== GOAL OF THE EXERCISE ==
Each line below that contains the word "port" must be copied.

== THE INPUT ==
==============================

//! Sheetdrop web front end
//!
//! Serves the upload page and the JSON endpoints it calls.
//! Run with `sheetdrop serve` or `sheetdrop-server`.

pub mod handlers;
pub mod server;

pub use server::{router, run_api_server, ApiConfig, AppState};
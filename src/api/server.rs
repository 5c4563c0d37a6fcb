//! Sheetdrop web server implementation
//!
//! Axum server hosting the upload page and the JSON endpoints behind it.

use std::net::SocketAddr;
use std::path::PathBuf;
use std::sync::{Arc, Mutex, MutexGuard};

use axum::{
    extract::DefaultBodyLimit,
    routing::{get, post},
    Router,
};
use tower_http::cors::{Any, CorsLayer};
use tower_http::trace::TraceLayer;
use tracing::info;

use super::handlers;
use crate::excel::program_dir;
use crate::session::Session;
use crate::types::RowPolicy;

/// Default upload size limit (10 MiB)
pub const DEFAULT_MAX_UPLOAD_BYTES: usize = 10 * 1024 * 1024;

/// Server configuration
#[derive(Clone, Debug)]
pub struct ApiConfig {
    pub host: String,
    pub port: u16,
    /// Where saved workbooks land; `None` means the program's own directory
    pub output_dir: Option<PathBuf>,
    pub policy: RowPolicy,
    pub max_upload_bytes: usize,
}

impl Default for ApiConfig {
    fn default() -> Self {
        Self {
            host: "127.0.0.1".to_string(),
            port: 8080,
            output_dir: None,
            policy: RowPolicy::Accept,
            max_upload_bytes: DEFAULT_MAX_UPLOAD_BYTES,
        }
    }
}

impl ApiConfig {
    pub fn socket_addr(&self) -> anyhow::Result<SocketAddr> {
        Ok(format!("{}:{}", self.host, self.port).parse()?)
    }

    /// Configured output directory, falling back to the program directory
    pub fn resolve_output_dir(&self) -> anyhow::Result<PathBuf> {
        match &self.output_dir {
            Some(dir) => Ok(dir.clone()),
            None => Ok(program_dir()?),
        }
    }
}

/// Shared application state
pub struct AppState {
    pub version: String,
    pub output_dir: PathBuf,
    pub session: Mutex<Session>,
}

impl AppState {
    pub fn new(output_dir: PathBuf, policy: RowPolicy) -> Self {
        Self {
            version: env!("CARGO_PKG_VERSION").to_string(),
            output_dir,
            session: Mutex::new(Session::new(policy)),
        }
    }

    /// Lock the session; a poisoned lock still yields the inner state
    pub fn session(&self) -> MutexGuard<'_, Session> {
        self.session
            .lock()
            .unwrap_or_else(|poisoned| poisoned.into_inner())
    }
}

/// Install the global tracing subscriber (`RUST_LOG` overrides the default filter)
pub fn init_tracing() {
    let _ = tracing_subscriber::fmt()
        .with_env_filter(
            tracing_subscriber::EnvFilter::try_from_default_env()
                .unwrap_or_else(|_| "sheetdrop=info,tower_http=info".into()),
        )
        .try_init();
}

/// Build the router with all routes and layers
pub fn router(state: Arc<AppState>, max_upload_bytes: usize) -> Router {
    let cors = CorsLayer::new()
        .allow_origin(Any)
        .allow_methods(Any)
        .allow_headers(Any);

    Router::new()
        // Browser page
        .route("/", get(handlers::index))
        // Health and info endpoints
        .route("/health", get(handlers::health))
        .route("/version", get(handlers::version))
        .route("/api/v1", get(handlers::api_info))
        // Upload / preview / save
        .route("/api/v1/upload", post(handlers::upload))
        .route("/api/v1/table", get(handlers::table))
        .route("/api/v1/save", post(handlers::save))
        .route("/api/v1/download", get(handlers::download))
        // State and middleware
        .with_state(state)
        .layer(DefaultBodyLimit::max(max_upload_bytes))
        .layer(cors)
        .layer(TraceLayer::new_for_http())
}

/// Run the web server until SIGINT/SIGTERM
pub async fn run_api_server(config: ApiConfig) -> anyhow::Result<()> {
    init_tracing();

    let output_dir = config.resolve_output_dir()?;
    let state = Arc::new(AppState::new(output_dir.clone(), config.policy));
    let app = router(state, config.max_upload_bytes);

    let addr = config.socket_addr()?;
    info!("Sheetdrop starting on http://{}", addr);
    info!("   Saving workbooks to {}", output_dir.display());
    info!("   Row policy: {}", config.policy);

    let listener = tokio::net::TcpListener::bind(addr).await?;
    axum::serve(listener, app)
        .with_graceful_shutdown(shutdown_signal())
        .await?;

    info!("Sheetdrop shutdown complete");
    Ok(())
}

/// Graceful shutdown signal handler
async fn shutdown_signal() {
    let ctrl_c = async {
        tokio::signal::ctrl_c()
            .await
            .expect("failed to install Ctrl+C handler");
    };

    #[cfg(unix)]
    let terminate = async {
        tokio::signal::unix::signal(tokio::signal::unix::SignalKind::terminate())
            .expect("failed to install signal handler")
            .recv()
            .await;
    };

    #[cfg(not(unix))]
    let terminate = std::future::pending::<()>();

    tokio::select! {
        _ = ctrl_c => {},
        _ = terminate => {},
    }

    info!("Shutdown signal received, stopping server...");
}

#[cfg(test)]
mod tests {
    use super::*;

    #[test]
    fn test_default_config() {
        let config = ApiConfig::default();
        assert_eq!(config.host, "127.0.0.1");
        assert_eq!(config.port, 8080);
        assert!(config.output_dir.is_none());
        assert_eq!(config.policy, RowPolicy::Accept);
    }

    #[test]
    fn test_config_address_format() {
        let config = ApiConfig {
            host: "192.168.1.100".to_string(),
            port: 9090,
            ..Default::default()
        };
        assert_eq!(config.socket_addr().unwrap().port(), 9090);
    }

    #[test]
    fn test_config_bad_host() {
        let config = ApiConfig {
            host: "not a host".to_string(),
            ..Default::default()
        };
        assert!(config.socket_addr().is_err());
    }

    #[test]
    fn test_resolve_output_dir_prefers_configured() {
        let config = ApiConfig {
            output_dir: Some(PathBuf::from("/tmp/out")),
            ..Default::default()
        };
        assert_eq!(
            config.resolve_output_dir().unwrap(),
            PathBuf::from("/tmp/out")
        );
        assert!(ApiConfig::default().resolve_output_dir().unwrap().is_dir());
    }

    #[test]
    fn test_app_state_session_starts_empty() {
        let state = AppState::new(PathBuf::from("."), RowPolicy::Pad);
        let session = state.session();
        assert!(session.table().is_none());
        assert_eq!(session.policy(), RowPolicy::Pad);
    }
}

==============================

== TASK ANSWER ==
    pub port: u16,
            port: 8080,
        Ok(format!("{}:{}", self.host, self.port).parse()?)
        assert_eq!(config.port, 8080);
            port: 9090,
        assert_eq!(config.socket_addr().unwrap().port(), 9090);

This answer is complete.